• **Work required**
Go through the following listing and count each line that contains the string "remaining"; the answer is that number alone.

┄┄┄┄┄┄┄┄┄┄┄┄┄┄┄┄┄┄┄┄

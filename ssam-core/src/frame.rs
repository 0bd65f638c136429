//! Framing: decode a captured byte stream into records, and encode records back.
//!
//! Frame layout:
//!
//! ```text
//! data:    AA 55 | ctrl (4) | crc (2) | cmd (8) | payload (ctrl.len - 8) | crc (2)
//! control: AA 55 | ctrl (4) | crc (2) | FF FF
//! ```

use std::iter::FusedIterator;

use crate::checksum;
use crate::protocol::{
    FrameCmd, FrameCtrl, FrameKind, Record, CMD_LEN, CRC_LEN, CTRL_LEN, SYN, TERMINATOR,
};

/// Decoder settings.
#[derive(Debug, Clone, Copy, Default)]
pub struct DecoderOptions {
    /// Check frame checksums instead of skipping them.
    pub verify_checksums: bool,
}

/// Unrecoverable framing error. Offsets are relative to the start of the input.
#[derive(Debug, thiserror::Error)]
pub enum DecodeError {
    #[error("truncated frame at offset {offset}: need {needed} byte(s), {available} left")]
    Truncated {
        offset: usize,
        needed: usize,
        available: usize,
    },
    #[error("expected terminator after control frame at offset {offset} ({ctrl:?}), found {found:02x?}")]
    MissingTerminator {
        offset: usize,
        ctrl: FrameCtrl,
        found: Vec<u8>,
    },
    #[error("unknown frame type 0x{:02x} at offset {offset} ({ctrl:?})", .ctrl.ty)]
    UnknownFrameType { offset: usize, ctrl: FrameCtrl },
    #[error("data frame at offset {offset} declares length {} shorter than the command header", .ctrl.len)]
    InvalidLength { offset: usize, ctrl: FrameCtrl },
    #[error("checksum mismatch at offset {offset}: expected {expected:04x}, found {found:04x}")]
    Checksum {
        offset: usize,
        expected: u16,
        found: u16,
    },
}

/// Cursor over the captured byte stream.
pub struct Decoder<'a> {
    data: &'a [u8],
    pos: usize,
    options: DecoderOptions,
    resyncs: usize,
}

impl<'a> Decoder<'a> {
    pub fn new(data: &'a [u8]) -> Self {
        Self::with_options(data, DecoderOptions::default())
    }

    pub fn with_options(data: &'a [u8], options: DecoderOptions) -> Self {
        Self {
            data,
            pos: 0,
            options,
            resyncs: 0,
        }
    }

    /// Number of times the stream had to be resynchronized.
    pub fn resyncs(&self) -> usize {
        self.resyncs
    }

    /// Current offset into the input.
    pub fn position(&self) -> usize {
        self.pos
    }

    /// Decode the next frame. `Ok(None)` once the input is exhausted.
    ///
    /// Errors are fatal: the rest of the input is dropped and later calls return `Ok(None)`.
    pub fn next_record(&mut self) -> Result<Option<Record>, DecodeError> {
        let result = self.decode_frame();
        if result.is_err() {
            self.pos = self.data.len();
        }
        result
    }

    fn decode_frame(&mut self) -> Result<Option<Record>, DecodeError> {
        if !self.sync() {
            return Ok(None);
        }
        let frame_start = self.pos - SYN.len();

        let ctrl_bytes: [u8; CTRL_LEN] = self.take_array()?;
        let ctrl = FrameCtrl::from_bytes(ctrl_bytes);
        self.checksum(&ctrl_bytes)?;

        match ctrl.kind() {
            Some(FrameKind::Data) => {
                let len = usize::from(ctrl.len);
                if len < CMD_LEN {
                    return Err(DecodeError::InvalidLength {
                        offset: frame_start,
                        ctrl,
                    });
                }
                let body = self.take(len)?;
                let cmd = FrameCmd::from_bytes(array(&body[..CMD_LEN]));
                let payload = body[CMD_LEN..].to_vec();
                self.checksum(body)?;
                log::trace!(
                    "data frame at {frame_start}: seq {} tc 0x{:02x} cid 0x{:02x} rqid {} ({} byte payload)",
                    ctrl.seq,
                    cmd.tc,
                    cmd.cid,
                    cmd.rqid(),
                    payload.len()
                );
                Ok(Some(Record::Data { ctrl, cmd, payload }))
            }
            Some(FrameKind::Control) => {
                let found = self.take(TERMINATOR.len())?;
                if found != TERMINATOR {
                    return Err(DecodeError::MissingTerminator {
                        offset: frame_start,
                        ctrl,
                        found: found.to_vec(),
                    });
                }
                log::trace!("control frame at {frame_start}: type 0x{:02x} seq {}", ctrl.ty, ctrl.seq);
                Ok(Some(Record::Control { ctrl }))
            }
            None => Err(DecodeError::UnknownFrameType {
                offset: frame_start,
                ctrl,
            }),
        }
    }

    /// Consume the SYN marker, skipping ahead to the next one if it is not where expected.
    /// Returns false if no further marker exists; trailing bytes are then discarded.
    fn sync(&mut self) -> bool {
        let rest = &self.data[self.pos..];
        if rest.is_empty() {
            return false;
        }
        if rest.starts_with(&SYN) {
            self.pos += SYN.len();
            return true;
        }
        self.resyncs += 1;
        match rest.windows(SYN.len()).position(|w| w == SYN) {
            Some(skip) => {
                log::warn!(
                    "expected SYN at offset {}, skipping {skip} byte(s) to next SYN",
                    self.pos
                );
                self.pos += skip + SYN.len();
                true
            }
            None => {
                log::warn!(
                    "expected SYN at offset {}, no further SYN; discarding {} trailing byte(s)",
                    self.pos,
                    rest.len()
                );
                self.pos = self.data.len();
                false
            }
        }
    }

    /// Skip a 2-byte checksum, verifying it against `covered` if enabled.
    fn checksum(&mut self, covered: &[u8]) -> Result<(), DecodeError> {
        let offset = self.pos;
        let wire: [u8; CRC_LEN] = self.take_array()?;
        if self.options.verify_checksums && !checksum::verify(covered, wire) {
            return Err(DecodeError::Checksum {
                offset,
                expected: checksum::crc16(covered),
                found: u16::from_le_bytes(wire),
            });
        }
        Ok(())
    }

    fn remaining(&self) -> usize {
        self.data.len() - self.pos
    }

    fn take(&mut self, n: usize) -> Result<&'a [u8], DecodeError> {
        let available = self.remaining();
        if available < n {
            return Err(DecodeError::Truncated {
                offset: self.pos,
                needed: n,
                available,
            });
        }
        let data: &'a [u8] = self.data;
        let out = &data[self.pos..self.pos + n];
        self.pos += n;
        Ok(out)
    }

    fn take_array<const N: usize>(&mut self) -> Result<[u8; N], DecodeError> {
        self.take(N).map(array)
    }
}

impl Iterator for Decoder<'_> {
    type Item = Result<Record, DecodeError>;

    fn next(&mut self) -> Option<Self::Item> {
        self.next_record().transpose()
    }
}

impl FusedIterator for Decoder<'_> {}

fn array<const N: usize>(b: &[u8]) -> [u8; N] {
    let mut out = [0u8; N];
    out.copy_from_slice(b);
    out
}

/// Decode all records in `data`, stopping at the first fatal error.
pub fn decode_records(data: &[u8]) -> Result<Vec<Record>, DecodeError> {
    decode_records_with(data, DecoderOptions::default())
}

pub fn decode_records_with(data: &[u8], options: DecoderOptions) -> Result<Vec<Record>, DecodeError> {
    Decoder::with_options(data, options).collect()
}

/// Error encoding a record into a frame.
#[derive(Debug, thiserror::Error)]
pub enum EncodeError {
    #[error("payload of {0} bytes does not fit the length field")]
    TooLarge(usize),
    #[error("frame type 0x{0:02x} does not match the record kind")]
    KindMismatch(u8),
}

/// Encode a record as a frame with freshly computed checksums.
///
/// For data records `ctrl.len` is recomputed from the payload.
pub fn encode_record(record: &Record) -> Result<Vec<u8>, EncodeError> {
    let mut out = Vec::new();
    out.extend_from_slice(&SYN);
    match record {
        Record::Data { ctrl, cmd, payload } => {
            if ctrl.kind() != Some(FrameKind::Data) {
                return Err(EncodeError::KindMismatch(ctrl.ty));
            }
            let len = u8::try_from(CMD_LEN + payload.len())
                .map_err(|_| EncodeError::TooLarge(payload.len()))?;
            let ctrl = FrameCtrl { len, ..*ctrl }.to_bytes();
            out.extend_from_slice(&ctrl);
            out.extend_from_slice(&checksum::crc16_bytes(&ctrl));

            let body_start = out.len();
            out.extend_from_slice(&cmd.to_bytes());
            out.extend_from_slice(payload);
            let crc = checksum::crc16_bytes(&out[body_start..]);
            out.extend_from_slice(&crc);
        }
        Record::Control { ctrl } => {
            if ctrl.kind() != Some(FrameKind::Control) {
                return Err(EncodeError::KindMismatch(ctrl.ty));
            }
            let ctrl = ctrl.to_bytes();
            out.extend_from_slice(&ctrl);
            out.extend_from_slice(&checksum::crc16_bytes(&ctrl));
            out.extend_from_slice(&TERMINATOR);
        }
    }
    Ok(out)
}
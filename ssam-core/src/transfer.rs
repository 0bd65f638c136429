//! Bulk transfers: assemble data sets larger than one response by reading chunk after chunk.
//!
//! Every chunk response starts with a small sub-header reporting how many bytes
//! follow and whether the end of the data set was reached. The engine advances by
//! the reported size, never by the requested one.

use crate::transaction::{Controller, Request, RequestFlags, TransactionError, Transport};

/// One parsed chunk response.
#[derive(Debug, Clone, Copy, PartialEq, Eq)]
pub struct Chunk<'r> {
    /// Bytes of data in this chunk, as reported by the controller.
    pub size: u32,
    /// No further chunks follow.
    pub end: bool,
    /// Bytes after the sub-header.
    pub data: &'r [u8],
}

/// Malformed chunk response.
#[derive(Debug, Clone, PartialEq, Eq, thiserror::Error)]
pub enum ChunkError {
    #[error("chunk response of {len} bytes is shorter than its {needed} byte header")]
    Short { len: usize, needed: usize },
    #[error("chunk reports {reported} data bytes but carries only {available}")]
    SizeMismatch { reported: u32, available: usize },
}

/// A data set that can be read in chunks.
pub trait ChunkSource {
    /// Request for up to `len` bytes starting at `offset`.
    fn request(&self, offset: u32, len: u16) -> Request;

    /// Split a chunk response into sub-header fields and data.
    fn parse<'r>(&self, response: &'r [u8]) -> Result<Chunk<'r>, ChunkError>;
}

/// Block transfer sub-header (`<HIHB`, 9 bytes).
#[derive(Debug, Clone, Copy, PartialEq, Eq)]
pub struct BlockChunk {
    /// Buffer or stream identifier.
    pub id: u16,
    pub offset: u32,
    /// Bytes requested (outgoing) or returned (incoming).
    pub size: u16,
    pub end: bool,
}

impl BlockChunk {
    pub const LEN: usize = 9;

    pub fn to_bytes(&self) -> [u8; Self::LEN] {
        let mut b = [0u8; Self::LEN];
        b[0..2].copy_from_slice(&self.id.to_le_bytes());
        b[2..6].copy_from_slice(&self.offset.to_le_bytes());
        b[6..8].copy_from_slice(&self.size.to_le_bytes());
        b[8] = u8::from(self.end);
        b
    }

    pub fn parse(b: &[u8]) -> Result<(Self, &[u8]), ChunkError> {
        if b.len() < Self::LEN {
            return Err(ChunkError::Short {
                len: b.len(),
                needed: Self::LEN,
            });
        }
        let chunk = Self {
            id: u16::from_le_bytes([b[0], b[1]]),
            offset: u32::from_le_bytes([b[2], b[3], b[4], b[5]]),
            size: u16::from_le_bytes([b[6], b[7]]),
            end: b[8] != 0,
        };
        Ok((chunk, &b[Self::LEN..]))
    }
}

/// Trace buffer of a controller subsystem, read with block transfers.
#[derive(Debug, Clone, Copy)]
pub struct TraceBuffer {
    pub instance_id: u8,
    pub buffer_id: u16,
}

impl TraceBuffer {
    pub const TARGET_CATEGORY: u8 = 0x0c;
    pub const TARGET_ID: u8 = 0x01;
    pub const COMMAND_ID: u8 = 0x0c;
    /// Chunk size the controller is known to serve.
    pub const DEFAULT_CHUNK_SIZE: u16 = 0x20;
}

impl ChunkSource for TraceBuffer {
    fn request(&self, offset: u32, len: u16) -> Request {
        let header = BlockChunk {
            id: self.buffer_id,
            offset,
            size: len,
            end: false,
        };
        Request::new(
            Self::TARGET_CATEGORY,
            Self::TARGET_ID,
            Self::COMMAND_ID,
            self.instance_id,
        )
        .with_flags(RequestFlags::HAS_RESPONSE)
        .with_payload(header.to_bytes())
    }

    fn parse<'r>(&self, response: &'r [u8]) -> Result<Chunk<'r>, ChunkError> {
        let (header, data) = BlockChunk::parse(response)?;
        Ok(Chunk {
            size: u32::from(header.size),
            end: header.end,
            data,
        })
    }
}

/// Bounds on retries and chunk count. Unbounded by default.
#[derive(Debug, Clone, Copy, Default)]
pub struct RetryPolicy {
    /// Timeouts tolerated in a row at one offset; `None` retries forever.
    pub max_timeout_retries: Option<u32>,
    /// Chunks read before giving up; `None` trusts the controller to set `end`.
    pub max_chunks: Option<usize>,
}

impl RetryPolicy {
    pub fn unbounded() -> Self {
        Self::default()
    }
}

/// Error aborting a bulk transfer. Partial data is discarded.
#[derive(Debug, thiserror::Error)]
pub enum TransferError {
    #[error("transaction at offset {offset} failed: {source}")]
    Transaction {
        offset: u32,
        #[source]
        source: TransactionError,
    },
    #[error("no response for chunk at offset {offset}")]
    NoResponse { offset: u32 },
    #[error("bad chunk at offset {offset}: {source}")]
    Chunk {
        offset: u32,
        #[source]
        source: ChunkError,
    },
    #[error("chunk at offset {offset} timed out {attempts} time(s), giving up")]
    RetriesExhausted { offset: u32, attempts: u32 },
    #[error("no end of data after {chunks} chunk(s)")]
    ChunkLimit { chunks: usize },
    #[error("controller returned an empty non-final chunk at offset {offset}")]
    Stalled { offset: u32 },
    #[error("offset overflow after {offset} bytes")]
    OffsetOverflow { offset: u32 },
}

/// Progress of a bulk transfer.
#[derive(Debug, Default)]
pub struct TransferState {
    offset: u32,
    chunks: usize,
    done: bool,
    data: Vec<u8>,
}

impl TransferState {
    pub fn new() -> Self {
        Self::default()
    }

    pub fn offset(&self) -> u32 {
        self.offset
    }

    pub fn chunks(&self) -> usize {
        self.chunks
    }

    pub fn is_complete(&self) -> bool {
        self.done
    }

    /// Append one chunk and advance by its reported size.
    pub fn apply(&mut self, chunk: Chunk<'_>) -> Result<(), TransferError> {
        let size = chunk.size as usize;
        if chunk.data.len() < size {
            return Err(TransferError::Chunk {
                offset: self.offset,
                source: ChunkError::SizeMismatch {
                    reported: chunk.size,
                    available: chunk.data.len(),
                },
            });
        }
        if size == 0 && !chunk.end {
            return Err(TransferError::Stalled {
                offset: self.offset,
            });
        }
        if chunk.data.len() > size {
            log::debug!(
                "ignoring {} byte(s) past reported chunk size at offset {}",
                chunk.data.len() - size,
                self.offset
            );
        }
        self.data.extend_from_slice(&chunk.data[..size]);
        self.offset = self
            .offset
            .checked_add(chunk.size)
            .ok_or(TransferError::OffsetOverflow {
                offset: self.offset,
            })?;
        self.chunks += 1;
        self.done = chunk.end;
        Ok(())
    }

    pub fn into_bytes(self) -> Vec<u8> {
        self.data
    }
}

/// Read a complete data set from `source`, requesting `chunk_size` bytes at a time.
///
/// Timeout-class failures are retried at the same offset (bounded by `policy`);
/// any other failure aborts the transfer.
pub fn read_all<T, S>(
    ctrl: &mut Controller<T>,
    source: &S,
    chunk_size: u16,
    policy: &RetryPolicy,
) -> Result<Vec<u8>, TransferError>
where
    T: Transport,
    S: ChunkSource + ?Sized,
{
    let mut state = TransferState::new();
    let mut timeouts = 0u32;

    while !state.is_complete() {
        if policy.max_chunks.is_some_and(|max| state.chunks() >= max) {
            return Err(TransferError::ChunkLimit {
                chunks: state.chunks(),
            });
        }

        let offset = state.offset();
        log::debug!("reading {offset}:{chunk_size}");
        let response = match ctrl.request(&source.request(offset, chunk_size)) {
            Ok(Some(response)) => response,
            Ok(None) => return Err(TransferError::NoResponse { offset }),
            Err(e) if e.is_timeout() => {
                timeouts += 1;
                if policy.max_timeout_retries.is_some_and(|max| timeouts > max) {
                    return Err(TransferError::RetriesExhausted {
                        offset,
                        attempts: timeouts,
                    });
                }
                log::debug!("timeout at offset {offset}, retrying ({timeouts})");
                continue;
            }
            Err(e) => return Err(TransferError::Transaction { offset, source: e }),
        };
        timeouts = 0;

        let chunk = source
            .parse(&response)
            .map_err(|e| TransferError::Chunk { offset, source: e })?;
        log::debug!("read {offset}:{}{}", chunk.size, if chunk.end { " (end)" } else { "" });
        state.apply(chunk)?;
    }

    Ok(state.into_bytes())
}
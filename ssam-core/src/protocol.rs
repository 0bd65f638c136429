//! SSAM serial hub wire protocol: frame headers and decoded records.

use serde::{Deserialize, Serialize};

/// Start-of-frame marker.
pub const SYN: [u8; 2] = [0xaa, 0x55];
/// Trailer of ACK/NAK frames (checksum of the empty payload).
pub const TERMINATOR: [u8; 2] = [0xff, 0xff];

/// Size of the frame control header.
pub const CTRL_LEN: usize = 4;
/// Size of the command header carried by data frames.
pub const CMD_LEN: usize = 8;
/// Size of a frame checksum.
pub const CRC_LEN: usize = 2;

/// Frame control type values.
pub mod frame_type {
    /// Unsequenced data frame.
    pub const DATA_NSQ: u8 = 0x00;
    /// Sequenced data frame; the receiver acknowledges it.
    pub const DATA_SEQ: u8 = 0x80;
    /// Acknowledgement.
    pub const ACK: u8 = 0x40;
    /// Negative acknowledgement.
    pub const NAK: u8 = 0x04;
}

/// Kind of a frame, derived from the control header type byte.
#[derive(Debug, Clone, Copy, PartialEq, Eq)]
pub enum FrameKind {
    /// Carries a command header and payload.
    Data,
    /// ACK/NAK: control header followed by the terminator only.
    Control,
}

impl FrameKind {
    pub fn from_type(ty: u8) -> Option<Self> {
        match ty {
            frame_type::DATA_NSQ | frame_type::DATA_SEQ => Some(FrameKind::Data),
            frame_type::ACK | frame_type::NAK => Some(FrameKind::Control),
            _ => None,
        }
    }
}

/// Frame control header. Follows the SYN marker, precedes a checksum.
#[derive(Debug, Clone, Copy, PartialEq, Eq, Serialize, Deserialize)]
pub struct FrameCtrl {
    #[serde(rename = "type")]
    pub ty: u8,
    /// Length of command header plus payload for data frames.
    pub len: u8,
    pub pad: u8,
    pub seq: u8,
}

impl FrameCtrl {
    pub fn from_bytes(b: [u8; CTRL_LEN]) -> Self {
        Self {
            ty: b[0],
            len: b[1],
            pad: b[2],
            seq: b[3],
        }
    }

    pub fn to_bytes(&self) -> [u8; CTRL_LEN] {
        [self.ty, self.len, self.pad, self.seq]
    }

    pub fn kind(&self) -> Option<FrameKind> {
        FrameKind::from_type(self.ty)
    }
}

/// Command header of a data frame.
#[derive(Debug, Clone, Copy, PartialEq, Eq, Serialize, Deserialize)]
pub struct FrameCmd {
    #[serde(rename = "type")]
    pub ty: u8,
    /// Target category.
    pub tc: u8,
    pub outgoing: u8,
    pub incoming: u8,
    /// Instance id.
    pub iid: u8,
    pub rqid_lo: u8,
    pub rqid_hi: u8,
    /// Command id.
    pub cid: u8,
}

impl FrameCmd {
    pub fn from_bytes(b: [u8; CMD_LEN]) -> Self {
        Self {
            ty: b[0],
            tc: b[1],
            outgoing: b[2],
            incoming: b[3],
            iid: b[4],
            rqid_lo: b[5],
            rqid_hi: b[6],
            cid: b[7],
        }
    }

    pub fn to_bytes(&self) -> [u8; CMD_LEN] {
        [
            self.ty,
            self.tc,
            self.outgoing,
            self.incoming,
            self.iid,
            self.rqid_lo,
            self.rqid_hi,
            self.cid,
        ]
    }

    /// Request id composed from its two halves.
    pub fn rqid(&self) -> u16 {
        u16::from_le_bytes([self.rqid_lo, self.rqid_hi])
    }
}

/// One decoded frame, in stream order.
///
/// Serializes as `{ctrl, cmd, payload}` or `{ctrl}`.
#[derive(Debug, Clone, PartialEq, Eq, Serialize, Deserialize)]
#[serde(untagged)]
pub enum Record {
    Data {
        ctrl: FrameCtrl,
        cmd: FrameCmd,
        payload: Vec<u8>,
    },
    Control {
        ctrl: FrameCtrl,
    },
}

impl Record {
    pub fn ctrl(&self) -> &FrameCtrl {
        match self {
            Record::Data { ctrl, .. } | Record::Control { ctrl } => ctrl,
        }
    }

    pub fn cmd(&self) -> Option<&FrameCmd> {
        match self {
            Record::Data { cmd, .. } => Some(cmd),
            Record::Control { .. } => None,
        }
    }

    pub fn payload(&self) -> Option<&[u8]> {
        match self {
            Record::Data { payload, .. } => Some(payload),
            Record::Control { .. } => None,
        }
    }
}
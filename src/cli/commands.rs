use crate::app::{AppContext, Result};
use crate::domain::{Post, PostUpdate};
use crate::feed::Page;

pub fn add_user(ctx: &AppContext, username: &str) -> Result<()> {
    ctx.create_user(username)?;
    println!("Added user: {}", username);
    Ok(())
}

pub fn add_group(
    ctx: &AppContext,
    title: &str,
    slug: &str,
    description: Option<&str>,
) -> Result<()> {
    ctx.create_group(title, slug, description)?;
    println!("Added group: {} ({})", title, slug);
    Ok(())
}

pub fn remove_group(ctx: &AppContext, slug: &str) -> Result<()> {
    ctx.delete_group(slug)?;
    println!("Removed group: {} (its posts are now ungrouped)", slug);
    Ok(())
}

pub fn post(
    ctx: &AppContext,
    username: &str,
    text: &str,
    group: Option<&str>,
    image: Option<&str>,
) -> Result<()> {
    let id = ctx.create_post(username, text, group, image)?;
    println!("Published post #{} by {}", id, username);
    Ok(())
}

pub fn edit_post(
    ctx: &AppContext,
    username: &str,
    id: i64,
    text: Option<&str>,
    group: Option<&str>,
    no_group: bool,
) -> Result<()> {
    let group_id = if no_group {
        Some(None)
    } else {
        match group {
            Some(slug) => Some(Some(ctx.group_feed(slug, 1)?.group.id)),
            None => None,
        }
    };

    let update = PostUpdate {
        text: text.map(str::to_string),
        group_id,
        image: None,
    };
    ctx.edit_post(username, id, &update)?;
    println!("Edited post #{}", id);
    Ok(())
}

pub fn remove_post(ctx: &AppContext, id: i64) -> Result<()> {
    ctx.delete_post(id)?;
    println!("Removed post #{} and its comments", id);
    Ok(())
}

pub fn comment(ctx: &AppContext, username: &str, post_id: i64, text: &str) -> Result<()> {
    ctx.add_comment(username, post_id, text)?;
    println!("Added comment on post #{}", post_id);
    Ok(())
}

pub fn follow(ctx: &AppContext, user: &str, author: &str) -> Result<()> {
    ctx.follow(user, author)?;
    println!("{} now follows {}", user, author);
    Ok(())
}

pub fn unfollow(ctx: &AppContext, user: &str, author: &str) -> Result<()> {
    ctx.unfollow(user, author)?;
    println!("{} no longer follows {}", user, author);
    Ok(())
}

pub fn feed(
    ctx: &AppContext,
    page: usize,
    group: Option<&str>,
    user: Option<&str>,
    following: Option<&str>,
    json: bool,
) -> Result<()> {
    if let Some(slug) = group {
        let group_feed = ctx.group_feed(slug, page)?;
        if json {
            println!("{}", serde_json::to_string(&group_feed)?);
        } else {
            println!("{}: {}", group_feed.group.title, group_feed.group.description);
            print_page(&group_feed.page);
        }
    } else if let Some(username) = user {
        let profile = ctx.profile_feed(username, page)?;
        if json {
            println!("{}", serde_json::to_string(&profile)?);
        } else {
            println!("{} ({} posts)", profile.author.username, profile.post_count);
            print_page(&profile.page);
        }
    } else if let Some(username) = following {
        let feed_page = ctx.following_feed(username, page)?;
        if json {
            println!("{}", serde_json::to_string(&feed_page)?);
        } else {
            print_page(&feed_page);
        }
    } else if json && page == 1 {
        // The first page of the global index is the one cached route.
        println!("{}", ctx.cached_index()?);
    } else {
        let feed_page = ctx.index_feed(page)?;
        if json {
            println!("{}", serde_json::to_string(&feed_page)?);
        } else {
            print_page(&feed_page);
        }
    }

    Ok(())
}

fn print_page(page: &Page<Post>) {
    if page.items.is_empty() {
        println!("No posts");
        return;
    }

    for post in &page.items {
        println!(
            "#{} {} {}",
            post.id,
            post.pub_date.format("%Y-%m-%d %H:%M"),
            post.preview()
        );
    }
    println!(
        "Page {} of {} ({} posts)",
        page.number, page.total_pages, page.total_items
    );
}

┄┄┄┄┄┄┄┄┄┄┄┄┄┄┄┄┄┄┄┄

• **Solution**
2